That’s a 46% increase in total viewership of AEW’s flagship TV product pre and post-Punk rumours.

That increase had already peaked before the first Bryan or Cole tease, so they merely supported a pre-existing wave.

There.

Took me about 60 seconds.

It’s not hard to dispute a genius of the wrestling world (...let’s face it, that’s like being the nicest guy in prison, with all due respect to that game show host guy)


----------



## Blade Runner (Jan 24, 2012)

Eric isn't wrong in his assessment.

Punk claimed that his jump was bigger than Hall and Nash in WCW, yet the effects of both instances are night and day. CM Punk is lacking direction right now and the ratings haven't swung much in their favor, while Hall and Nash instantly set the wrestling world on fire with one of the hottest/ most profitable angles in history.

It's fair game for Eric to call him out on it.


----------



## LifeInCattleClass (Dec 21, 2010)

AEW is the true heat wagon

all the old guys are trying to hitch it


----------



## TonySirico (Sep 8, 2021)

shandcraig said:


> based off how new you're and your statements it proves you were not around to watch that era and have no clue what you truly are talking about. very armature lines.


based on your reply(not to mention your extremely shitty grasp of the english language), i'm pretty sure you weren't there. tell me what i said that was wrong. bischoff used a billionaire's money to sign kennedy's 3 biggest draws from the 1980's and copied a japanese story line. he had no idea how to book young talent and create new stars. stunad.


----------



## The Raw Smackdown (Jan 8, 2017)

RapShepard said:


> If I had that answer I'd be making money off one of these companies. But for AEW to be the company that fans swear is *reinvigorating wrestling*, it's not producing the results. It has to be acknowledged that the growth doesn't match the new names.


For them or in General?


----------



## RapShepard (Jun 20, 2014)

IronMan8 said:


> Okay, I’ll gladly take 60 seconds to do a quick google search to easily disprove Eric‘s argument lol.
> 
> I’ll even play within Eric’s proposed paradigm: the total viewership pre and post-Punk.
> 
> ...




Here's the monthly average of Dynamite this year with context

Dynamite Average Rating and Viewership January 2021- 753k viewership and .3 demo (new years specials and NXT competition)

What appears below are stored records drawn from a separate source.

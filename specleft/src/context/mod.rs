//! Per-thread step tracking for the test running on that thread.
//!
//! A [`StepContext`] holds at most one bound test and the stack of steps that
//! test has open. Each thread reaches its own context through
//! [`StepContext::current`]; callers that manage threads themselves may
//! create and pass contexts explicitly. Contexts are `!Send`, so a stack can
//! never be touched from a thread other than the one that opened it.
//!
//! Steps are opened with [`StepContext::open_step`] (or the free [`step`]
//! function) and sealed when the returned [`StepGuard`] drops, including
//! while the thread unwinds from a panic.

pub(crate) mod panic;

pub use panic::reinstall_panic_hook;

use std::cell::{Cell, RefCell};
use std::collections::BTreeMap;
use std::fmt::Display;
use std::rc::Rc;
use std::thread;

use time::OffsetDateTime;

use crate::classify::{PanicCapture, panic_failure};
use crate::ids::TestId;
use crate::model::{Failure, FailureKind, PendingTest, Status, StepRecord, TestResult};
use crate::{SpecleftError, SpecleftResult};

/// Attachment key added to steps sealed because their test finished first.
pub const TIMEOUT_ATTACHMENT: &str = "specleft.timeout";

/// Attachment value paired with [`TIMEOUT_ATTACHMENT`].
pub const TIMEOUT_VALUE: &str = "timed out";

thread_local! {
    static CURRENT: Rc<StepContext> = StepContext::new();
}

struct Frame {
    id: u64,
    name: String,
    depth: usize,
    started_at: OffsetDateTime,
    panicking_at_open: bool,
    attachments: BTreeMap<String, String>,
    failure: Option<Failure>,
    child_status: Option<Status>,
    skip_reason: Option<String>,
}

struct ActiveTest {
    pending: PendingTest,
    frames: Vec<Frame>,
    records: Vec<StepRecord>,
    next_frame: u64,
}

/// Step stack and binding slot of one execution context.
///
/// Panics are classified from what a process panic hook captured, chained
/// in when the first [`crate::Session`] is built. Replacing the hook later
/// with [`std::panic::set_hook`] stops that capture until
/// [`reinstall_panic_hook`] is called.
pub struct StepContext {
    active: RefCell<Option<ActiveTest>>,
    generation: Cell<u64>,
}

impl StepContext {
    /// Create an unbound context.
    #[must_use]
    pub fn new() -> Rc<Self> {
        Rc::new(Self {
            active: RefCell::new(None),
            generation: Cell::new(0),
        })
    }

    /// The context of the calling thread.
    #[must_use]
    pub fn current() -> Rc<Self> {
        CURRENT.try_with(Rc::clone).unwrap_or_else(|_| Self::new())
    }

    /// Bind `pending` to this context with an empty step stack.
    ///
    /// # Errors
    ///
    /// Returns [`SpecleftError::AlreadyBound`] when another test is bound.
    pub fn bind(&self, pending: PendingTest) -> SpecleftResult<()> {
        let mut active = self.active.borrow_mut();
        if let Some(current) = active.as_ref() {
            return Err(SpecleftError::AlreadyBound {
                test_id: current.pending.test_id().to_string(),
            });
        }
        panic::install();
        panic::clear();
        tracing::debug!(test = %pending.test_id(), "test bound to step context");
        *active = Some(ActiveTest {
            pending,
            frames: Vec::new(),
            records: Vec::new(),
            next_frame: 0,
        });
        self.generation.set(self.generation.get().wrapping_add(1));
        Ok(())
    }

    /// Detach the bound test and return its finished result.
    ///
    /// Steps still open are sealed as `error` with a
    /// [`TIMEOUT_ATTACHMENT`] attachment.
    ///
    /// # Errors
    ///
    /// Returns [`SpecleftError::NotBound`] when no test is bound.
    pub fn unbind(&self) -> SpecleftResult<TestResult> {
        self.finish(None)
    }

    /// Like [`StepContext::unbind`], recording `failure` as the test-level
    /// outcome.
    ///
    /// # Errors
    ///
    /// Returns [`SpecleftError::NotBound`] when no test is bound.
    pub fn finish(&self, failure: Option<Failure>) -> SpecleftResult<TestResult> {
        let taken = self.active.borrow_mut().take();
        let Some(mut active) = taken else {
            return Err(SpecleftError::NotBound);
        };
        self.generation.set(self.generation.get().wrapping_add(1));
        let now = OffsetDateTime::now_utc();
        while let Some(frame) = active.frames.pop() {
            tracing::warn!(
                test = %active.pending.test_id(),
                step = %frame.name,
                "step still open when the test finished; sealing as error"
            );
            let message = format!("step '{}' was still open when the test finished", frame.name);
            let mut attachments = frame.attachments;
            attachments.insert(TIMEOUT_ATTACHMENT.to_owned(), TIMEOUT_VALUE.to_owned());
            active.records.push(StepRecord {
                name: frame.name,
                status: Status::Error,
                depth: frame.depth,
                started_at: frame.started_at,
                finished_at: now,
                failure: Some(Failure::error(message)),
                attachments,
            });
        }
        let result = active.pending.finish(active.records, failure);
        tracing::debug!(
            test = %result.test_id(),
            status = %result.status(),
            steps = result.steps().len(),
            "test unbound from step context"
        );
        Ok(result)
    }

    /// `true` while a test is bound.
    #[must_use]
    pub fn is_bound(&self) -> bool {
        self.active.borrow().is_some()
    }

    /// Name of the bound test.
    #[must_use]
    pub fn bound_test(&self) -> Option<TestId> {
        self.active
            .borrow()
            .as_ref()
            .map(|active| active.pending.test_id().clone())
    }

    /// Number of steps currently open.
    #[must_use]
    pub fn open_depth(&self) -> usize {
        self.active
            .borrow()
            .as_ref()
            .map_or(0, |active| active.frames.len())
    }

    /// Open a named step, sealed when the returned guard drops.
    ///
    /// # Errors
    ///
    /// Returns [`SpecleftError::NotBound`] when no test is bound.
    pub fn open_step(
        self: &Rc<Self>,
        name: impl Into<String>,
        attachments: Option<BTreeMap<String, String>>,
    ) -> SpecleftResult<StepGuard> {
        let mut slot = self.active.borrow_mut();
        let active = slot.as_mut().ok_or(SpecleftError::NotBound)?;
        let id = active.next_frame;
        active.next_frame += 1;
        active.frames.push(Frame {
            id,
            name: name.into(),
            depth: active.frames.len(),
            started_at: OffsetDateTime::now_utc(),
            panicking_at_open: thread::panicking(),
            attachments: attachments.unwrap_or_default(),
            failure: None,
            child_status: None,
            skip_reason: None,
        });
        Ok(StepGuard {
            handle: Some(FrameHandle {
                context: Rc::clone(self),
                generation: self.generation.get(),
                frame: id,
            }),
        })
    }

    /// Failure for the panic unwinding this thread, classified by the bound
    /// test's policy.
    pub(crate) fn panic_failure(&self) -> Option<Failure> {
        let active = self.active.borrow();
        let classifier = active.as_ref()?.pending.classifier();
        let capture = panic::current()
            .unwrap_or_else(|| PanicCapture::from_message("test panicked"));
        Some(panic_failure(classifier.as_ref(), &capture))
    }

    /// Failure for an `Err` value, classified by the bound test's policy.
    pub(crate) fn error_failure(&self, message: String) -> Failure {
        let kind = self.active.borrow().as_ref().map_or(FailureKind::Error, |active| {
            active.pending.classifier().classify_error(&message)
        });
        Failure::new(kind, message)
    }

    fn with_frame(&self, generation: u64, frame: u64, f: impl FnOnce(&mut Frame)) -> bool {
        if generation != self.generation.get() {
            return false;
        }
        let mut slot = self.active.borrow_mut();
        let found = slot
            .as_mut()
            .and_then(|active| active.frames.iter_mut().find(|open| open.id == frame));
        match found {
            Some(target) => {
                f(target);
                true
            }
            None => false,
        }
    }

    fn close_frame(&self, generation: u64, frame_id: u64) {
        if generation != self.generation.get() {
            return;
        }
        let mut slot = self.active.borrow_mut();
        let Some(active) = slot.as_mut() else {
            return;
        };
        let Some(position) = active.frames.iter().position(|f| f.id == frame_id) else {
            return;
        };
        let mut frame = active.frames.remove(position);
        if frame.failure.is_none() && thread::panicking() && !frame.panicking_at_open {
            let capture = panic::current()
                .unwrap_or_else(|| PanicCapture::from_message("step panicked"));
            frame.failure = Some(panic_failure(active.pending.classifier().as_ref(), &capture));
        }
        let own = match (&frame.failure, &frame.skip_reason) {
            (Some(failure), _) => failure.status(),
            (None, Some(_)) => Status::Skipped,
            (None, None) => Status::Passed,
        };
        let status = frame.child_status.map_or(own, |child| own.worst(child));
        if status.is_failing() {
            if let Some(parent) = position.checked_sub(1).and_then(|p| active.frames.get_mut(p)) {
                parent.child_status = Some(parent.child_status.map_or(status, |s| s.worst(status)));
            }
        }
        tracing::debug!(step = %frame.name, status = %status, "step sealed");
        if let Some(reason) = frame.skip_reason {
            frame.attachments.entry(String::from("skip_reason")).or_insert(reason);
        }
        active.records.push(StepRecord {
            name: frame.name,
            status,
            depth: frame.depth,
            started_at: frame.started_at,
            finished_at: OffsetDateTime::now_utc(),
            failure: frame.failure,
            attachments: frame.attachments,
        });
    }
}

struct FrameHandle {
    context: Rc<StepContext>,
    generation: u64,
    frame: u64,
}

/// Scope of one open step. Dropping it seals the step.
///
/// A guard whose test has already been unbound does nothing.
#[must_use = "dropping the guard seals the step immediately"]
pub struct StepGuard {
    handle: Option<FrameHandle>,
}

impl StepGuard {
    /// A guard that records nothing, used when no test is bound.
    #[must_use]
    pub const fn inert() -> Self {
        Self { handle: None }
    }

    /// `true` while the guard's step is open in a bound test.
    #[must_use]
    pub fn is_recording(&self) -> bool {
        self.handle
            .as_ref()
            .is_some_and(|h| h.context.with_frame(h.generation, h.frame, |_| ()))
    }

    /// Attach a key/value pair to the step.
    pub fn attach(&self, key: impl Into<String>, value: impl Display) -> &Self {
        if let Some(h) = &self.handle {
            let (name, text) = (key.into(), value.to_string());
            h.context.with_frame(h.generation, h.frame, |frame| {
                frame.attachments.insert(name, text);
            });
        }
        self
    }

    /// Mark the step as failing without panicking.
    ///
    /// The most severe failure wins when called more than once.
    pub fn fail(&self, failure: Failure) -> &Self {
        if let Some(h) = &self.handle {
            h.context.with_frame(h.generation, h.frame, |frame| {
                let replace = frame.failure.as_ref().is_none_or(|current| {
                    failure.status().worst(current.status()) != current.status()
                });
                if replace {
                    frame.failure = Some(failure);
                }
            });
        }
        self
    }

    /// Mark the step as failing with an error value, classified by the bound
    /// test's policy.
    pub fn record_error(&self, error: &dyn Display) -> &Self {
        if let Some(h) = &self.handle {
            let failure = h.context.error_failure(error.to_string());
            self.fail(failure);
        }
        self
    }

    /// Seal the step as `skipped` now.
    pub fn skip(self, reason: impl Into<String>) {
        if let Some(h) = &self.handle {
            let text = reason.into();
            h.context.with_frame(h.generation, h.frame, |frame| {
                frame.skip_reason = Some(text);
            });
        }
    }
}

impl Drop for StepGuard {
    fn drop(&mut self) {
        if let Some(h) = self.handle.take() {
            h.context.close_frame(h.generation, h.frame);
        }
    }
}

/// Open a step on the calling thread's context.
///
/// Returns an inert guard when no test is bound, so instrumented helpers can
/// be called from untraced code.
pub fn step(name: impl Into<String>) -> StepGuard {
    StepContext::current()
        .open_step(name, None)
        .unwrap_or_else(|_| StepGuard::inert())
}

/// Run `body` inside a step named `name`.
pub fn step_with<T>(name: impl Into<String>, body: impl FnOnce() -> T) -> T {
    let _guard = step(name);
    body()
}

/// Run a fallible `body` inside a step named `name`.
///
/// An `Err` marks the step as failing and is returned unchanged.
///
/// # Errors
///
/// Returns whatever `body` returns.
pub fn try_step<T, E: Display>(
    name: impl Into<String>,
    body: impl FnOnce() -> Result<T, E>,
) -> Result<T, E> {
    let guard = step(name);
    let outcome = body();
    if let Err(error) = &outcome {
        guard.record_error(error);
    }
    outcome
}

/// Record a step that did not run.
pub fn skip_step(name: impl Into<String>, reason: impl Into<String>) {
    step(name).skip(reason);
}

#[cfg(test)]
mod tests;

Dynamite Average Rating and Viewership February 2021- 790k viewership and .31 demo

Dynamite Average Rating and Viewership March 2021- 780k viewership and .29 demo

Dynamite Average Rating and Viewership April 2021- 975k viewership and .35 demo (2nd week NXT leaves Wednesday)

Dynamite Average Rating and Viewership May 2021- 843k viewership .27 demo (NBA playoffs several Dynamites moved)

Dynamite Average Rating and Viewership June 2021- 758k viewership .22 demo (NBA Playoffs only one Wednesday Dynamite)

Dynamite Average Rating and Viewership July 2021- 1.121 viewership .4 demo (Had Fyterfest 1 and 2, Road rager, and fight for the fallen)

Dynamite Average Rating and Viewership August 2021- 1.057 viewership .41demo (Punk Dynamite debut)

Dynamite Average Rating and Viewership September 2021- 1.193 viewership .43 demo (All Out fall out show and Grand Slam in this Bryan and Cole have arrived)

Dynamite Average Rating and Viewership October 2021- 888k .32 demo (just for the 2 Dynamites we've had this month one being a Saturday show, but Punk, Bryan, and Cole are in company)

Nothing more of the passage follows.